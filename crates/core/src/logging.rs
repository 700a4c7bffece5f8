use std::path::Path;
use tracing_appender::non_blocking::WorkerGuard;
use tracing_subscriber::{EnvFilter, fmt, prelude::*};

pub fn init_logging(component: &str, to_stderr: bool) -> WorkerGuard {
    let home = std::env::var("HOME").unwrap_or_else(|_| ".".to_string());
    let log_dir = Path::new(&home).join(".classglob/logs");
    let _ = std::fs::create_dir_all(&log_dir);

    // Roll daily, with the component name as the prefix
    let file_appender = tracing_appender::rolling::daily(&log_dir, component);
    let (non_blocking, guard) = tracing_appender::non_blocking(file_appender);

    let filter = EnvFilter::try_from_default_env().unwrap_or_else(|_| EnvFilter::new("info"));

    // File layer: no ANSI colors, output to file
    let file_layer = fmt::layer()
        .with_writer(non_blocking)
        .with_ansi(false)
        .with_target(true);

    let registry = tracing_subscriber::registry().with(filter).with(file_layer);

    if to_stderr {
        let stderr_layer = fmt::layer()
            .with_writer(std::io::stderr)
            .with_ansi(true)
            .with_target(false);
        registry.with(stderr_layer).init();
    } else {
        registry.init();
    }

    guard
}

□ □ □ □ □

Assignment:
The answer must consist solely of the number of lines in the listing that include the string "daily".

Your response:
2